» **Your task**: Copy every line that holds the string "stdout" from the data below.

Records from a data collection

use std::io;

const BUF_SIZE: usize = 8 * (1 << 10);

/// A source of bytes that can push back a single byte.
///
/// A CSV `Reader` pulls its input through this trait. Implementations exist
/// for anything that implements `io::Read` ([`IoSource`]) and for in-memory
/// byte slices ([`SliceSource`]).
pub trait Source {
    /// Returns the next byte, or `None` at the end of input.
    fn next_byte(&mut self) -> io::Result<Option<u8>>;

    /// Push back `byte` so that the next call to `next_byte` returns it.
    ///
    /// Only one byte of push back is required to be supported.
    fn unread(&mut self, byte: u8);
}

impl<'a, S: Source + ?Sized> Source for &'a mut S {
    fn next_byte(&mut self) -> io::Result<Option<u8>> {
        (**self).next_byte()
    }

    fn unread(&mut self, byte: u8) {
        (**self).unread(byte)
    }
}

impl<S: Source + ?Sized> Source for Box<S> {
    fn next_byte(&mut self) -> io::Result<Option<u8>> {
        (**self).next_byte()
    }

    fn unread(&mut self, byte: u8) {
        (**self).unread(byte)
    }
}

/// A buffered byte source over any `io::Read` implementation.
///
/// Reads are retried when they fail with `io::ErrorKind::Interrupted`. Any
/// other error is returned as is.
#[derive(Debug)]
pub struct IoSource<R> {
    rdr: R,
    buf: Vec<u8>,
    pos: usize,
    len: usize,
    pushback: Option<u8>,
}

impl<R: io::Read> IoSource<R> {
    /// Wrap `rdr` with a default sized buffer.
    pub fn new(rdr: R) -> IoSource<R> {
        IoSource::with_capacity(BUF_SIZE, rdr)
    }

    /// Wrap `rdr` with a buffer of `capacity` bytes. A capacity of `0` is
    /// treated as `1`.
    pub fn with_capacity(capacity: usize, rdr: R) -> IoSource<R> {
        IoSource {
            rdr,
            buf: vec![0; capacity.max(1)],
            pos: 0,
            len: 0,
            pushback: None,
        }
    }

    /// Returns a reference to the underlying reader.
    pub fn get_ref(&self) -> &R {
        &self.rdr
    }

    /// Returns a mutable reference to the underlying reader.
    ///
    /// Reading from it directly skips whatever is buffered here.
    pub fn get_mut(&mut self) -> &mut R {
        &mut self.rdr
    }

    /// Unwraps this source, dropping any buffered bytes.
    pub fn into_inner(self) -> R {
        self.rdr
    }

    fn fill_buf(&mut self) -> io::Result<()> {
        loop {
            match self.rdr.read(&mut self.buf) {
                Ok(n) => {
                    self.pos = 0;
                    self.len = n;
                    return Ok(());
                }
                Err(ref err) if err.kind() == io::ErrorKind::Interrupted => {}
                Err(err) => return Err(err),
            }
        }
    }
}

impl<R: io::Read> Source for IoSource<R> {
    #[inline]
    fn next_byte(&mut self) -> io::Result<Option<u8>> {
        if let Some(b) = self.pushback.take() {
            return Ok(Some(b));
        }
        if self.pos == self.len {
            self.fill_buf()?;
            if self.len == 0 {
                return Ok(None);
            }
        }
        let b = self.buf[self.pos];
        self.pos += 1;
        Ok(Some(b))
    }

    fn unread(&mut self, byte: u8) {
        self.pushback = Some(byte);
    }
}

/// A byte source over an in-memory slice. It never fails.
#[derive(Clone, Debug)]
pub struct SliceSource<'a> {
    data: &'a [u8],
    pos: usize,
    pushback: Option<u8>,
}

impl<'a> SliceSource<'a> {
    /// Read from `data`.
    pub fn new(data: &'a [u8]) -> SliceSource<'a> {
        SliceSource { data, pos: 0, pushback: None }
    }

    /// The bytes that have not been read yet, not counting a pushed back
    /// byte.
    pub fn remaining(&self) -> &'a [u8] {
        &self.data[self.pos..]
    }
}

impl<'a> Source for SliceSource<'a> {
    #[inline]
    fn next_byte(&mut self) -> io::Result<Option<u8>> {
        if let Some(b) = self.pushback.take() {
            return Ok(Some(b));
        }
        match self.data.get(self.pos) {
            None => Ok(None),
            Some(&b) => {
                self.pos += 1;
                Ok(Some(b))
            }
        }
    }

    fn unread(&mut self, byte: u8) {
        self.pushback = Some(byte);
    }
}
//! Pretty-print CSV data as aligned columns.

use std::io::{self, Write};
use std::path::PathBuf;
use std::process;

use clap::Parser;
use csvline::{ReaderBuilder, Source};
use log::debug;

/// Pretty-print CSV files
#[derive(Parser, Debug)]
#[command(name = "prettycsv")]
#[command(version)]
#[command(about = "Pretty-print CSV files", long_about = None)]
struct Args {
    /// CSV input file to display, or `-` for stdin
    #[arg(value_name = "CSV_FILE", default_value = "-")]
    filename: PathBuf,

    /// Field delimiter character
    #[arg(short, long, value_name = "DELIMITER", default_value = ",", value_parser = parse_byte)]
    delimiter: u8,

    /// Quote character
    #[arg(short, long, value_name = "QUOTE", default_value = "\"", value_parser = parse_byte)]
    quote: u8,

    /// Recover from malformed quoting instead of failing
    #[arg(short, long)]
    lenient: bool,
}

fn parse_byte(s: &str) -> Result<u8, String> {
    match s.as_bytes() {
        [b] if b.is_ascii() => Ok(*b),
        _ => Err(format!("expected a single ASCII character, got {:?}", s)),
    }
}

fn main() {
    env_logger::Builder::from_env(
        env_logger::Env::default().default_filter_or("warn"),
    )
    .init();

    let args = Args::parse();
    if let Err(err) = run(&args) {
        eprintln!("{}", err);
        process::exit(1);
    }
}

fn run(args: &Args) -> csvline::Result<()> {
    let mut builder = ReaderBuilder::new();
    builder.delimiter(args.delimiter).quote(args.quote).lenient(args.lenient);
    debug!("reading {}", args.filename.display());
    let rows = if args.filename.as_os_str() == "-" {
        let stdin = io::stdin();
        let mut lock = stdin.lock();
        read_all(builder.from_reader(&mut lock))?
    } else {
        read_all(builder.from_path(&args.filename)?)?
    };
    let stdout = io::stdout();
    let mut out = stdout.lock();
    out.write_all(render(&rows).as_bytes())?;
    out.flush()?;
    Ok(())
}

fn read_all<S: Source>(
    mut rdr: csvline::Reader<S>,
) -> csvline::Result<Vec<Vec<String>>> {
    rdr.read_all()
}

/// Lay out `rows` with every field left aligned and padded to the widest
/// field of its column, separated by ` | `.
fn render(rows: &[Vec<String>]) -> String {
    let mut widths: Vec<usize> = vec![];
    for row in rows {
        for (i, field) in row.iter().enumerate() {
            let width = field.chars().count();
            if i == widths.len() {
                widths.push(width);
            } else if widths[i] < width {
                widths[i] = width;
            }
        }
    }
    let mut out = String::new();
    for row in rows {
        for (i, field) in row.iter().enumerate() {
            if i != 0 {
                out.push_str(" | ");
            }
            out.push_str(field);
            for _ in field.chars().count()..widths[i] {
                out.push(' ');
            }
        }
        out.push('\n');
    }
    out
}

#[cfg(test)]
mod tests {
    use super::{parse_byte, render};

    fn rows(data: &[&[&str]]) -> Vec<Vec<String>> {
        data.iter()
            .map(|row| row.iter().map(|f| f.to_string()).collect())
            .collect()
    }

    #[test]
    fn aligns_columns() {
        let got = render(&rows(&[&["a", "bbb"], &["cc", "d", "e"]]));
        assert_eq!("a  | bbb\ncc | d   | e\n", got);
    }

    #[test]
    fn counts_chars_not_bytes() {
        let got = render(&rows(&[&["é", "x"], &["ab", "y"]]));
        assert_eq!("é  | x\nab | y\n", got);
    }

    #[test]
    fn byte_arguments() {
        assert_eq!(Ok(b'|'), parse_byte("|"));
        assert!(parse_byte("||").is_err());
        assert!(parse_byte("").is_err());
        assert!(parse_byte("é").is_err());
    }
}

» **Task answer**:
    let stdout = io::stdout();
    let mut out = stdout.lock();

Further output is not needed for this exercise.